Read the data, and whenever a line holds the word "messages", report that line.

:: RECORDED INFORMATION

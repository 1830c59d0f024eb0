//! OpenAI chat completions generator.

use super::TextGenerator;
use crate::config::GeneratorSettings;
use crate::error::{BlogError, Result};
use crate::openai::create_client_with_timeout;
use async_openai::types::{
    ChatCompletionRequestMessage, ChatCompletionRequestUserMessageArgs,
    CreateChatCompletionRequestArgs,
};
use async_trait::async_trait;
use std::time::Duration;
use tracing::{debug, instrument};

/// Generator backed by the OpenAI chat completions API.
pub struct OpenAIGenerator {
    client: async_openai::Client<async_openai::config::OpenAIConfig>,
    model: String,
    temperature: f32,
}

impl OpenAIGenerator {
    pub fn with_config(settings: &GeneratorSettings) -> Result<Self> {
        Ok(Self {
            client: create_client_with_timeout(Duration::from_secs(settings.timeout_seconds))?,
            model: settings.model.clone(),
            temperature: settings.temperature,
        })
    }
}

#[async_trait]
impl TextGenerator for OpenAIGenerator {
    #[instrument(skip(self, prompt), fields(model = %self.model, prompt_len = prompt.len()))]
    async fn generate(&self, prompt: &str) -> Result<String> {
        let messages: Vec<ChatCompletionRequestMessage> =
            vec![ChatCompletionRequestUserMessageArgs::default()
                .content(prompt)
                .build()
                .map_err(|e| BlogError::Generator(e.to_string()))?
                .into()];

        let request = CreateChatCompletionRequestArgs::default()
            .model(&self.model)
            .messages(messages)
            .temperature(self.temperature)
            .build()
            .map_err(|e| BlogError::Generator(e.to_string()))?;

        let response = self.client.chat().create(request).await.map_err(|e| {
            BlogError::Generator(format!("OpenAI API error: {}", e))
        })?;

        let text = response
            .choices
            .first()
            .and_then(|c| c.message.content.clone())
            .ok_or(BlogError::EmptyResponse)?;

        debug!("Generated {} characters", text.len());
        Ok(text)
    }

    fn model(&self) -> &str {
        &self.model
    }
}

::::

* TASK OUTPUT *
        let messages: Vec<ChatCompletionRequestMessage> =
            .messages(messages)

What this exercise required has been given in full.